Determine the number of lines below that contain the string "MatchedPath", and state only that number.

Data records
_ _ _ _ _

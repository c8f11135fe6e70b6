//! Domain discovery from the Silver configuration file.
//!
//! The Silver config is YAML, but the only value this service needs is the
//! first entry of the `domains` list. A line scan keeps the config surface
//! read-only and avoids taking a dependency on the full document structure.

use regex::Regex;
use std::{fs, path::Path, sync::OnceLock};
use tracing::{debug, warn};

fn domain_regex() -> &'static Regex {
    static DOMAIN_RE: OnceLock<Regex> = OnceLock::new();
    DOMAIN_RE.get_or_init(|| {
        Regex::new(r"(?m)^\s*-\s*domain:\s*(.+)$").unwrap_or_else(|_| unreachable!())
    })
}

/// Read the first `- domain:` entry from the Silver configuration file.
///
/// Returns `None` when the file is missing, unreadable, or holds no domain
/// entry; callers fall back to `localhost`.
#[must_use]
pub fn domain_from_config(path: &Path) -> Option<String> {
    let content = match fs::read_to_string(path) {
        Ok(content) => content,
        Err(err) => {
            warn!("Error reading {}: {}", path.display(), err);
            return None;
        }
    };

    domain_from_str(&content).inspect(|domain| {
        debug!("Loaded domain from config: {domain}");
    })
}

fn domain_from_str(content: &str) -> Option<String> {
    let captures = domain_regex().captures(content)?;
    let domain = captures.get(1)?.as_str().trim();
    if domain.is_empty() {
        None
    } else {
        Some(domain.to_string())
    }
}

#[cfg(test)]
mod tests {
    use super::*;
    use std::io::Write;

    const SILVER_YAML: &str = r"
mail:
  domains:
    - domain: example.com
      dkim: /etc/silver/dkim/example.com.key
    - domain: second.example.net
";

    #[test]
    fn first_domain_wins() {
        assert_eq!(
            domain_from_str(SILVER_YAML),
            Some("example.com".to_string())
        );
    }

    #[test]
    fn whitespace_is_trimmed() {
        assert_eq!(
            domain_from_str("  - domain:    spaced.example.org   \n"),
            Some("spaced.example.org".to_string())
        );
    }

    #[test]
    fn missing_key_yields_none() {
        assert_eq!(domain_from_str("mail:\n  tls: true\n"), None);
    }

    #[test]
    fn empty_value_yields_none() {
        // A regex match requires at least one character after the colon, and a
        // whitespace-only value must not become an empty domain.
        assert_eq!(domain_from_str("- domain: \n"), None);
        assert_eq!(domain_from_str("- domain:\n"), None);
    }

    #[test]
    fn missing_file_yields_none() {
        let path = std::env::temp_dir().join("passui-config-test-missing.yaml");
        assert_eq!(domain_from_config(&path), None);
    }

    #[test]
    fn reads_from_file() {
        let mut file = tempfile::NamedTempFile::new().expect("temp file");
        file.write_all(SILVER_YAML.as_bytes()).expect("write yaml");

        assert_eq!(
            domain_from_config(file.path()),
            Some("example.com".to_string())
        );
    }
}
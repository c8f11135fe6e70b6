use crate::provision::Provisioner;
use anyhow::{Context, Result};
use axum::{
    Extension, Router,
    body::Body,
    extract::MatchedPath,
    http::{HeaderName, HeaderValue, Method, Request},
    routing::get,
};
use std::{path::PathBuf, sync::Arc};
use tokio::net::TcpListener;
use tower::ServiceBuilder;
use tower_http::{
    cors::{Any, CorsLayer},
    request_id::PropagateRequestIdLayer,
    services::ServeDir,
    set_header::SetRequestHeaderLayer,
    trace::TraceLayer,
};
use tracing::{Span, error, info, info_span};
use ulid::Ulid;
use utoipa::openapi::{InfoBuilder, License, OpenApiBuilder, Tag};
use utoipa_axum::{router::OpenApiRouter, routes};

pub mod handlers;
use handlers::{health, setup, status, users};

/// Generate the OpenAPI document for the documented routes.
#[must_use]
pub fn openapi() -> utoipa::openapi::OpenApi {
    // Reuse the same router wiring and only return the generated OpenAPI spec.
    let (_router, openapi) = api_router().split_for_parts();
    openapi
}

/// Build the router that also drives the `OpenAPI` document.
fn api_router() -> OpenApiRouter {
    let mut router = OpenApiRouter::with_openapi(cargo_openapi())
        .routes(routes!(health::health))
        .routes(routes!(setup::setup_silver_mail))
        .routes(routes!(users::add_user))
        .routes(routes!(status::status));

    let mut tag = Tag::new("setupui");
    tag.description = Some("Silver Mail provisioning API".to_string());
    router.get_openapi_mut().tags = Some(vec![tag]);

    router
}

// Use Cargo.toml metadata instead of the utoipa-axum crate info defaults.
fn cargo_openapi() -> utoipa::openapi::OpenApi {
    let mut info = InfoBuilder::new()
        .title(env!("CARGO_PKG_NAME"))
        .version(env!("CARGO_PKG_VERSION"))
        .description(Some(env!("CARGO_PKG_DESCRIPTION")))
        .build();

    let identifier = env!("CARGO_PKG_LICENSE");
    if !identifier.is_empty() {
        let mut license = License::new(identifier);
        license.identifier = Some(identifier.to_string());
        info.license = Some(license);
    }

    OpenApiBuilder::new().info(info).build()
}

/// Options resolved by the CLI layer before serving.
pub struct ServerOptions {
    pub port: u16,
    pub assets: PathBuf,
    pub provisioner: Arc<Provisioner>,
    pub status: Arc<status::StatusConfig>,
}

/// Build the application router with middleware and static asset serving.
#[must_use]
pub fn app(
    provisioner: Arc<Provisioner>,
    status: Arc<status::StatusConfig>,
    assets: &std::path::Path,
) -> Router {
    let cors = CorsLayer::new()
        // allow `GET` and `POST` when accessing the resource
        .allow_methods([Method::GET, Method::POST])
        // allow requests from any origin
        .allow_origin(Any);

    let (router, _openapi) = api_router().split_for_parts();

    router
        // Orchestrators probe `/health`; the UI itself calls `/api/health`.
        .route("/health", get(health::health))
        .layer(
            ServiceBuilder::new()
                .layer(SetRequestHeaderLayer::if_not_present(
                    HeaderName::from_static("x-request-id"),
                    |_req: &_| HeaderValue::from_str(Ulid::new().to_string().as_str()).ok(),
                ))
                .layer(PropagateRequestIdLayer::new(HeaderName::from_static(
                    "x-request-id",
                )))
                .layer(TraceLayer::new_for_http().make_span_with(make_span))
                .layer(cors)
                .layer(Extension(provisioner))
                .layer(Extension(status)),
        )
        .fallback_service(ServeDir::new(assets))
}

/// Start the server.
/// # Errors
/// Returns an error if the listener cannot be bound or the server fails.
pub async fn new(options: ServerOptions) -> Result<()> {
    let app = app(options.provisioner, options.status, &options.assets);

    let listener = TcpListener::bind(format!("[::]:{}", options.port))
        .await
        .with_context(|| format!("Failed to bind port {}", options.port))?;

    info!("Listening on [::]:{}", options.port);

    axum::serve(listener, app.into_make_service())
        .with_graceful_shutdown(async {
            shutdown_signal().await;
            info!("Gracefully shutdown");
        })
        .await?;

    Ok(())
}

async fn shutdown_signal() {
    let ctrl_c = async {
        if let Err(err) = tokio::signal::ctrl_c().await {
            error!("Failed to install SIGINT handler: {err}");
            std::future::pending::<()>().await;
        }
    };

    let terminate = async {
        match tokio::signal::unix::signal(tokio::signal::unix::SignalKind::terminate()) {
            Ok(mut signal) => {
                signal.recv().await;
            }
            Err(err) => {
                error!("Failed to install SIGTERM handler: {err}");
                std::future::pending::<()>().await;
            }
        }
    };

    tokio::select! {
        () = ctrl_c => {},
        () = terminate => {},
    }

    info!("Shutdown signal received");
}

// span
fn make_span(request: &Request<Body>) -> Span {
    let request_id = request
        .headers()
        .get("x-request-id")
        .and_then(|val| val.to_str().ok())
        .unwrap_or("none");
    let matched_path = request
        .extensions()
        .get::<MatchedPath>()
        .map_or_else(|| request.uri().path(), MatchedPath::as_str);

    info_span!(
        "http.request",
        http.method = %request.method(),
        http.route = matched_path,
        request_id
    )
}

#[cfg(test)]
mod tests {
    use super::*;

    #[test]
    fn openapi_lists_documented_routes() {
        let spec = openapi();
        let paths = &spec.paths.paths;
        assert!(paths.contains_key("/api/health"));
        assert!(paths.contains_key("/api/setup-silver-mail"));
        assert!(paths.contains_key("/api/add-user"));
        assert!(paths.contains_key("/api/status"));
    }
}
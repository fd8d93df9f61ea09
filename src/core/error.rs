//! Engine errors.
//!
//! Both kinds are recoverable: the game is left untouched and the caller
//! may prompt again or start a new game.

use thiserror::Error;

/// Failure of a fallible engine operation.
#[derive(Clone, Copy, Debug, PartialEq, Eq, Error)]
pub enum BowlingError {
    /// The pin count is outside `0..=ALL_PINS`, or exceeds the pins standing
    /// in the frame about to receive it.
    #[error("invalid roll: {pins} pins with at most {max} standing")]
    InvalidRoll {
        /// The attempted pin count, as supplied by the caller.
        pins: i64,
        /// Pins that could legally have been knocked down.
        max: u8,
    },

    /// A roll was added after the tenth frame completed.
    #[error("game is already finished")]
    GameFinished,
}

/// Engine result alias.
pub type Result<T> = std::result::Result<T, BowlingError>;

_ _ _ _ _

→ **ANSWER**: 3